Olimpiadi 2026, bronzo Goggia nella libera. Vonn caduta shock e frattura alla gamba

Olimpiadi 2026, bronzo Goggia nella libera. Vonn caduta shock e frattura alla gamba
Sofia Goggia festeggia la medaglia di bronzo nella discesa libera alle Olimpiadi di Milano-Cortina 2026 (AP Photo/Andy Wong)
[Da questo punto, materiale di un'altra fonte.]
//! The sync orchestrator: plans a pass, streams the listing into the worker
//! pool, reconciles deletions, and commits the checkpoint.

use crate::config::SyncSettings;
use crate::error::{Result, SyncError};
use crate::gmail::transform;
use crate::source::MessageSource;
use crate::storage::{MessageStore, RunStatus, SyncCheckpoint, UpsertResult};
use crate::sync::retry::{self, RetryPolicy};
use crate::sync::{worker, RunCounters, SyncMode, SyncReport};
use chrono::Utc;
use std::collections::HashSet;
use std::sync::Arc;
use std::time::Instant;
use tokio::sync::{mpsc, Mutex};
use tokio_util::sync::CancellationToken;
use tracing::{error, info, warn};

/// The failure-rate abort policy only kicks in once a run has this many
/// finished items; a two-message run with one bad payload should commit,
/// not abandon the cursor forever.
const MIN_ATTEMPTS_FOR_ABORT: u64 = 8;

/// Drives sync runs against one account's store. The checkpoint row is
/// exclusively owned here; workers only ever write message rows.
pub struct SyncEngine<S: MessageSource + ?Sized> {
    source: Arc<S>,
    store: MessageStore,
    settings: SyncSettings,
    cancel: CancellationToken,
}

impl<S: MessageSource + ?Sized + 'static> SyncEngine<S> {
    pub fn new(
        source: Arc<S>,
        store: MessageStore,
        settings: SyncSettings,
        cancel: CancellationToken,
    ) -> Self {
        SyncEngine {
            source,
            store,
            settings,
            cancel,
        }
    }

    /// Run one sync pass. Full mode when requested, when no cursor has ever
    /// been committed, or when the remote rejects the stored cursor as
    /// expired; incremental otherwise.
    pub async fn sync(&self, force_full: bool) -> Result<SyncReport> {
        let checkpoint = self.store.checkpoint().await?;

        let mode = if force_full || checkpoint.cursor.is_none() {
            SyncMode::Full
        } else {
            SyncMode::Incremental
        };

        match self.run_pass(mode, &checkpoint).await {
            Err(SyncError::CursorExpired) if mode == SyncMode::Incremental => {
                warn!("stored cursor rejected by the remote, falling back to full sync");
                self.run_pass(SyncMode::Full, &checkpoint).await
            }
            other => other,
        }
    }

    /// Targeted repair/backfill of a single message. Never touches the
    /// checkpoint or deletion reconciliation.
    pub async fn sync_one(&self, id: &str) -> Result<UpsertResult> {
        let policy = RetryPolicy::with_max_retries(self.settings.max_retries);
        let payload =
            retry::with_retry(&policy, &self.cancel, "fetch message", || {
                self.source.fetch(id)
            })
            .await?;

        let record = transform::record_from_message(&payload)?;
        self.store.upsert(&record).await
    }

    /// Explicit deletion reconciliation: enumerate the full remote id set and
    /// flag everything local that is absent from it.
    pub async fn sync_deleted(&self) -> Result<u64> {
        let policy = RetryPolicy::with_max_retries(self.settings.max_retries);
        let mut listed: HashSet<String> = HashSet::new();
        let mut page: Option<String> = None;

        loop {
            if self.cancel.is_cancelled() {
                // An unfinished enumeration proves nothing about absence.
                return Err(SyncError::Cancelled);
            }

            let page_ref = page.as_deref();
            let batch = retry::with_retry(&policy, &self.cancel, "list remote ids", || {
                self.source.list_ids(page_ref)
            })
            .await?;

            listed.extend(batch.ids);
            match batch.next_page {
                Some(next) => page = Some(next),
                None => break,
            }
        }

        self.mark_absent(&listed).await
    }

    async fn run_pass(&self, mode: SyncMode, checkpoint: &SyncCheckpoint) -> Result<SyncReport> {
        let started = Instant::now();
        let mode_name = match mode {
            SyncMode::Full => "full",
            SyncMode::Incremental => "incremental",
        };
        info!(
            mode = mode_name,
            workers = self.settings.workers,
            "sync pass starting"
        );

        let policy = RetryPolicy::with_max_retries(self.settings.max_retries);
        let counters = Arc::new(RunCounters::new());
        let (tx, rx) = mpsc::channel::<String>(self.settings.queue_capacity.max(1));
        let rx = Arc::new(Mutex::new(rx));

        let mut workers = Vec::with_capacity(self.settings.workers.max(1));
        for worker_id in 0..self.settings.workers.max(1) {
            workers.push(tokio::spawn(worker::run(
                worker_id,
                self.source.clone(),
                self.store.clone(),
                policy,
                counters.clone(),
                self.cancel.clone(),
                rx.clone(),
            )));
        }

        let since = match mode {
            SyncMode::Full => None,
            SyncMode::Incremental => checkpoint.cursor.clone(),
        };

        // Listing is pipelined with fetching: each page is enqueued as soon
        // as it arrives, and the bounded queue provides backpressure.
        let mut page: Option<String> = None;
        let mut next_cursor: Option<String> = None;
        let mut listed: HashSet<String> = HashSet::new();
        let mut listing_complete = false;
        let mut listing_error: Option<SyncError> = None;

        'listing: loop {
            if self.cancel.is_cancelled() {
                info!("cancellation requested, no further identifiers will be enqueued");
                break;
            }

            let since_ref = since.as_deref();
            let page_ref = page.as_deref();
            let batch = match retry::with_retry(&policy, &self.cancel, "list changes", || {
                self.source.list_changed(since_ref, page_ref)
            })
            .await
            {
                Ok(batch) => batch,
                Err(err) => {
                    listing_error = Some(err);
                    break;
                }
            };

            if let Some(cursor) = batch.cursor {
                next_cursor = Some(cursor);
            }

            for id in batch.ids {
                if mode == SyncMode::Full {
                    listed.insert(id.clone());
                }

                let enqueued = tokio::select! {
                    biased;
                    _ = self.cancel.cancelled() => false,
                    sent = tx.send(id) => sent.is_ok(),
                };
                if !enqueued {
                    break 'listing;
                }
            }

            match batch.next_page {
                Some(next) => page = Some(next),
                None => {
                    listing_complete = true;
                    break;
                }
            }
        }

        // Barrier: every queued identifier drains, successfully or not,
        // before anything below looks at the results.
        drop(tx);
        for handle in workers {
            let _ = handle.await;
        }

        if let Some(err) = listing_error {
            if matches!(err, SyncError::CursorExpired) {
                return Err(err);
            }
            error!(error = %err, "listing failed, abandoning run without cursor advance");
            self.commit_failed(checkpoint).await?;
            return Err(SyncError::Aborted(format!("listing failed: {}", err)));
        }

        let cancelled = self.cancel.is_cancelled();
        let attempted = counters.attempted();
        let failed = counters.failed();

        if attempted >= MIN_ATTEMPTS_FOR_ABORT {
            let failure_rate = failed as f64 / attempted as f64;
            if failure_rate > self.settings.failure_abort_threshold {
                error!(
                    failed,
                    attempted,
                    "failure rate above threshold, abandoning run without cursor advance"
                );
                self.commit_failed(checkpoint).await?;
                return Err(SyncError::Aborted(format!(
                    "{} of {} fetches failed",
                    failed, attempted
                )));
            }
        }

        // Deletion reconciliation needs a complete listing: absence from a
        // partial or incremental enumeration is not evidence of deletion.
        let deleted_detected = if mode == SyncMode::Full && listing_complete && !cancelled {
            self.mark_absent(&listed).await?
        } else {
            0
        };

        let status = if cancelled || failed > 0 {
            RunStatus::Partial
        } else {
            RunStatus::Clean
        };

        let mut committed = checkpoint.clone();
        committed.last_run_status = status;
        if listing_complete && !cancelled {
            // The cursor only moves once every listed identifier has been
            // drained; a cancelled run keeps the old cursor so nothing that
            // was listed but never fetched can fall into a gap.
            if let Some(cursor) = next_cursor {
                committed.cursor = Some(cursor);
            }
            if mode == SyncMode::Full {
                committed.last_full_sync_at = Some(Utc::now());
            }
        }
        self.store.set_checkpoint(&committed).await?;

        let report = SyncReport {
            mode,
            status,
            fetched: counters.fetched(),
            inserted: counters.inserted(),
            updated: counters.updated(),
            unchanged: counters.unchanged(),
            failed,
            deleted_detected,
            errors: counters.take_errors(),
            elapsed: started.elapsed(),
        };

        info!(
            inserted = report.inserted,
            updated = report.updated,
            failed = report.failed,
            deleted = report.deleted_detected,
            status = status.as_str(),
            elapsed_ms = report.elapsed.as_millis() as u64,
            "sync pass finished"
        );

        Ok(report)
    }

    /// Flag stored, non-deleted identifiers that are absent from `listed`.
    async fn mark_absent(&self, listed: &HashSet<String>) -> Result<u64> {
        let known = self.store.known_ids(false).await?;
        let missing: Vec<String> = known
            .into_iter()
            .filter(|id| !listed.contains(id))
            .collect();

        if missing.is_empty() {
            return Ok(0);
        }

        info!(
            count = missing.len(),
            "flagging messages absent from the remote listing as deleted"
        );
        self.store.mark_deleted(&missing).await
    }

    /// Record that the run failed without advancing the cursor, so the next
    /// pass re-covers the same range.
    async fn commit_failed(&self, checkpoint: &SyncCheckpoint) -> Result<()> {
        let mut failed = checkpoint.clone();
        failed.last_run_status = RunStatus::Failed;
        self.store.set_checkpoint(&failed).await
    }
}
Vince Breezy Johnson davanti alla 22enne tedesca Emma Aicher

Alle Olimpiadi invernali di Milano-Cortina 2026, vince una statunitense, non quella più attesa. Sofia Goggia conquista un’altra medaglia, non quella sperata. L’Olympia delle Tofane incorona come nuova regina Breezy Johnson, già velocissima in prova e capace di domare la pista olimpica di Cortina battendo per appena quattro centesimi la 22enne tedesca Emma Aicher, che ha davanti a sé un futuro radioso ma intanto si appende al collo uno splendido argento già nel presente. L’azzurra si prende un bronzo ragionato: niente ‘goggiate’, niente rischi ma tanta testa nel portare a termine una gara in condizioni complicate, tra la pressione del dover portare a casa una medaglia pregiata e la concentrazione da preservare dopo la lunga attesa al cancelletto di partenza.

Paura per Lindsey Vonn

Già, perché la gara è stata segnata da una rovinosa caduta occorsa a Lindsey Vonn, portata via in elicottero e trasportata dopo un primo accertamento a Cortina al Ca’Foncello di Treviso, dove è stata sottoposta a un intervento chirurgico di stabilizzazione della frattura a una gamba sinistra. La 41enne statunitense, tornata a gareggiare l’anno scorso con l’obiettivo di preparare ad hoc l’appuntamento olimpico in una delle sue piste preferite, è scivolata dopo appena 13 secondi di gara, sfiorando la seconda porta e cadendo rovinosamente. La tribuna dell’Olympia delle Tofone, che l’aveva acclamata a gran voce in partenza, si è subito ammutolita una volta capito il grave problema occorso alla sciatrice americana, già in condizioni precarie per la rottura del legamento crociato rimediata una settimana fa in Coppa del Mondo a Crans Montana. La lunga interruzione – circa 20 minuti – necessaria per soccorrere Vonn non ha giovato a Goggia, che sarebbe scesa da lì a poco. Ma Sofia ha saputo mantenere i nervi saldi, commettendo qualche sbavatura ma restando sul podio olimpico nella gara regina delle velocità per la terza volta consecutiva dopo l’oro di PyeongChang 2018 e l’argento miracoloso di Pechino 2022, 23 giorni dopo un infortunio rimediato proprio a Cortina. Nella top ten anche Laura Pirovano, sesta, e Federica Brignone, decima con fiducia in crescendo in vista del superg e del gigante, a lei sicuramente più congeniali. “Probabilmente avrei anche firmato per un bronzo visto che le prove non sono andate bene. Sicuramente oggi il sole scaldava tanto e io non sono scesa sul manto duro e compatto e aggressivo che ho visto in ricognizione – ha raccontato Goggia – Sono contentissima così”. Anche perché in ballo c’è ancora un supergigante da vivere da protagonista oltre alla combinata a squadra e al gigante. L’Olimpiade di Sofia è appena iniziata.